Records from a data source
+ + + + + + +

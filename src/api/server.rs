//! HTTP server lifecycle: bind, serve the screening router, stop on Ctrl-C.

use std::net::SocketAddr;
use std::sync::Arc;

use crate::api::router::api_router;
use crate::pipeline::literature::{LiteratureSource, VocabularyLookup};
use crate::pipeline::llm::LlmGenerate;
use crate::pipeline::NoveltyPipeline;

// ═══════════════════════════════════════════════════════════
// Server lifecycle
// ═══════════════════════════════════════════════════════════

/// Bind `addr` and serve until the process receives Ctrl-C.
pub async fn serve<G, S, V>(
    pipeline: Arc<NoveltyPipeline<G, S, V>>,
    addr: SocketAddr,
) -> Result<(), String>
where
    G: LlmGenerate + 'static,
    S: LiteratureSource + 'static,
    V: VocabularyLookup + 'static,
{
    let listener = tokio::net::TcpListener::bind(addr)
        .await
        .map_err(|e| format!("Failed to bind API server on {addr}: {e}"))?;

    let local = listener
        .local_addr()
        .map_err(|e| format!("Failed to get server address: {e}"))?;

    let app = api_router(pipeline);

    tracing::info!(addr = %local, "Screening API server started");

    axum::serve(listener, app)
        .with_graceful_shutdown(shutdown_signal())
        .await
        .map_err(|e| format!("API server error: {e}"))?;

    tracing::info!("Screening API server stopped");
    Ok(())
}

async fn shutdown_signal() {
    if let Err(e) = tokio::signal::ctrl_c().await {
        tracing::error!("Failed to listen for shutdown signal: {e}");
        std::future::pending::<()>().await;
    }
    tracing::info!("Screening API server received shutdown signal");
}
//! Narrow/broad query selection and candidate gathering.

use std::collections::HashSet;

use futures_util::future::join;

use super::types::{CandidatePool, CompiledQuery, ValidatedBlock};
use crate::models::{BroadStrategy, QueryStrength};
use crate::pipeline::literature::{LiteratureSource, SourceError};
use crate::pipeline_config::{CandidateLimits, CountThresholds, EscalationConfig};

fn block_clauses(blocks: &[ValidatedBlock]) -> Vec<&str> {
    blocks.iter().filter_map(|b| b.combined_clause()).collect()
}

/// AND of every non-empty block clause, in block order.
pub fn narrow_clause(blocks: &[ValidatedBlock]) -> Option<String> {
    let clauses = block_clauses(blocks);
    (!clauses.is_empty()).then(|| clauses.join(" AND "))
}

/// A relaxation of the narrow clause; its blocks are always a subset.
pub fn broad_clause(blocks: &[ValidatedBlock], strategy: BroadStrategy) -> Option<String> {
    let clauses = block_clauses(blocks);
    let first = clauses.first()?;
    match strategy {
        BroadStrategy::DropLastBlock if clauses.len() > 2 => {
            Some(clauses[..clauses.len() - 1].join(" AND "))
        }
        BroadStrategy::DropLastBlock | BroadStrategy::FirstBlockOnly => Some(first.to_string()),
    }
}

/// Pick the query to execute from the two hit counts.
pub fn choose_strength(narrow: u64, broad: u64, t: &CountThresholds) -> QueryStrength {
    let comfortable = (t.sparse_below..=t.comfortable_max).contains(&narrow);
    if comfortable || narrow > t.oversized_above {
        return QueryStrength::Narrow;
    }
    if narrow < t.sparse_below {
        // Keep the empty narrow result visible when broadening finds nothing either.
        return if broad > 0 {
            QueryStrength::Broad
        } else {
            QueryStrength::Narrow
        };
    }
    // Between the comfortable range and the oversized bound.
    QueryStrength::Narrow
}

/// Build both clauses, count them and choose one. `None` when no block
/// produced a clause.
pub async fn compile_query<S: LiteratureSource>(
    blocks: &[ValidatedBlock],
    config: &EscalationConfig,
    source: &S,
) -> Option<CompiledQuery> {
    let narrow = narrow_clause(blocks)?;
    let broad = broad_clause(blocks, config.broad_strategy)?;

    let (narrow_count, broad_count) = if broad == narrow {
        let count = source.count(&narrow).await;
        (count, count)
    } else {
        join(source.count(&narrow), source.count(&broad)).await
    };

    let strength = choose_strength(narrow_count, broad_count, &config.thresholds);
    let chosen = match strength {
        QueryStrength::Narrow => narrow.clone(),
        QueryStrength::Broad => broad.clone(),
    };

    tracing::info!(
        narrow_count,
        broad_count,
        strength = strength.as_str(),
        "Search strategy chosen"
    );

    Some(CompiledQuery {
        narrow,
        broad,
        chosen,
        strength,
        narrow_count,
        broad_count,
    })
}

/// Run the chosen query, append network neighbors of the top hits and cap
/// the pool.
pub async fn gather_candidates<S: LiteratureSource>(
    source: &S,
    query: &CompiledQuery,
    limits: &CandidateLimits,
) -> Result<CandidatePool, SourceError> {
    let primary = source.search(&query.chosen, limits.search_limit).await?;
    let seeds = &primary[..primary.len().min(limits.expansion_seeds)];
    let neighbors = source
        .expand_by_network(seeds, limits.neighbors_per_seed)
        .await;

    let from_search = primary.len();
    let mut seen: HashSet<String> = primary.iter().cloned().collect();
    let mut ids = primary;
    let mut from_network = 0;
    for id in neighbors {
        if seen.insert(id.clone()) {
            ids.push(id);
            from_network += 1;
        }
    }
    ids.truncate(limits.max_candidates);

    tracing::info!(
        from_search,
        from_network,
        kept = ids.len(),
        "Candidate pool assembled"
    );

    Ok(CandidatePool {
        ids,
        from_search,
        from_network,
    })
}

+ + + + + + +

What the task requires:
Nothing in the data may differ; print all of it exactly as written.

Solution for this problem:
filename src/api/server.rs
//! HTTP server lifecycle: bind, serve the screening router, stop on Ctrl-C.

use std::net::SocketAddr;
use std::sync::Arc;

use crate::api::router::api_router;
use crate::pipeline::literature::{LiteratureSource, VocabularyLookup};
use crate::pipeline::llm::LlmGenerate;
use crate::pipeline::NoveltyPipeline;

// ═══════════════════════════════════════════════════════════
// Server lifecycle
// ═══════════════════════════════════════════════════════════

/// Bind `addr` and serve until the process receives Ctrl-C.
pub async fn serve<G, S, V>(
    pipeline: Arc<NoveltyPipeline<G, S, V>>,
    addr: SocketAddr,
) -> Result<(), String>
where
    G: LlmGenerate + 'static,
    S: LiteratureSource + 'static,
    V: VocabularyLookup + 'static,
{
    let listener = tokio::net::TcpListener::bind(addr)
        .await
        .map_err(|e| format!("Failed to bind API server on {addr}: {e}"))?;

    let local = listener
        .local_addr()
        .map_err(|e| format!("Failed to get server address: {e}"))?;

    let app = api_router(pipeline);

    tracing::info!(addr = %local, "Screening API server started");

    axum::serve(listener, app)
        .with_graceful_shutdown(shutdown_signal())
        .await
        .map_err(|e| format!("API server error: {e}"))?;

    tracing::info!("Screening API server stopped");
    Ok(())
}

async fn shutdown_signal() {
    if let Err(e) = tokio::signal::ctrl_c().await {
        tracing::error!("Failed to listen for shutdown signal: {e}");
        std::future::pending::<()>().await;
    }
    tracing::info!("Screening API server received shutdown signal");
}
//! Narrow/broad query selection and candidate gathering.

use std::collections::HashSet;

use futures_util::future::join;

use super::types::{CandidatePool, CompiledQuery, ValidatedBlock};
use crate::models::{BroadStrategy, QueryStrength};
use crate::pipeline::literature::{LiteratureSource, SourceError};
use crate::pipeline_config::{CandidateLimits, CountThresholds, EscalationConfig};

fn block_clauses(blocks: &[ValidatedBlock]) -> Vec<&str> {
    blocks.iter().filter_map(|b| b.combined_clause()).collect()
}

/// AND of every non-empty block clause, in block order.
pub fn narrow_clause(blocks: &[ValidatedBlock]) -> Option<String> {
    let clauses = block_clauses(blocks);
    (!clauses.is_empty()).then(|| clauses.join(" AND "))
}

/// A relaxation of the narrow clause; its blocks are always a subset.
pub fn broad_clause(blocks: &[ValidatedBlock], strategy: BroadStrategy) -> Option<String> {
    let clauses = block_clauses(blocks);
    let first = clauses.first()?;
    match strategy {
        BroadStrategy::DropLastBlock if clauses.len() > 2 => {
            Some(clauses[..clauses.len() - 1].join(" AND "))
        }
        BroadStrategy::DropLastBlock | BroadStrategy::FirstBlockOnly => Some(first.to_string()),
    }
}

/// Pick the query to execute from the two hit counts.
pub fn choose_strength(narrow: u64, broad: u64, t: &CountThresholds) -> QueryStrength {
    let comfortable = (t.sparse_below..=t.comfortable_max).contains(&narrow);
    if comfortable || narrow > t.oversized_above {
        return QueryStrength::Narrow;
    }
    if narrow < t.sparse_below {
        // Keep the empty narrow result visible when broadening finds nothing either.
        return if broad > 0 {
            QueryStrength::Broad
        } else {
            QueryStrength::Narrow
        };
    }
    // Between the comfortable range and the oversized bound.
    QueryStrength::Narrow
}

/// Build both clauses, count them and choose one. `None` when no block
/// produced a clause.
pub async fn compile_query<S: LiteratureSource>(
    blocks: &[ValidatedBlock],
    config: &EscalationConfig,
    source: &S,
) -> Option<CompiledQuery> {
    let narrow = narrow_clause(blocks)?;
    let broad = broad_clause(blocks, config.broad_strategy)?;

    let (narrow_count, broad_count) = if broad == narrow {
        let count = source.count(&narrow).await;
        (count, count)
    } else {
        join(source.count(&narrow), source.count(&broad)).await
    };

    let strength = choose_strength(narrow_count, broad_count, &config.thresholds);
    let chosen = match strength {
        QueryStrength::Narrow => narrow.clone(),
        QueryStrength::Broad => broad.clone(),
    };

    tracing::info!(
        narrow_count,
        broad_count,
        strength = strength.as_str(),
        "Search strategy chosen"
    );

    Some(CompiledQuery {
        narrow,
        broad,
        chosen,
        strength,
        narrow_count,
        broad_count,
    })
}

/// Run the chosen query, append network neighbors of the top hits and cap
/// the pool.
pub async fn gather_candidates<S: LiteratureSource>(
    source: &S,
    query: &CompiledQuery,
    limits: &CandidateLimits,
) -> Result<CandidatePool, SourceError> {
    let primary = source.search(&query.chosen, limits.search_limit).await?;
    let seeds = &primary[..primary.len().min(limits.expansion_seeds)];
    let neighbors = source
        .expand_by_network(seeds, limits.neighbors_per_seed)
        .await;

    let from_search = primary.len();
    let mut seen: HashSet<String> = primary.iter().cloned().collect();
    let mut ids = primary;
    let mut from_network = 0;
    for id in neighbors {
        if seen.insert(id.clone()) {
            ids.push(id);
            from_network += 1;
        }
    }
    ids.truncate(limits.max_candidates);

    tracing::info!(
        from_search,
        from_network,
        kept = ids.len(),
        "Candidate pool assembled"
    );

    Ok(CandidatePool {
        ids,
        from_search,
        from_network,
    })
}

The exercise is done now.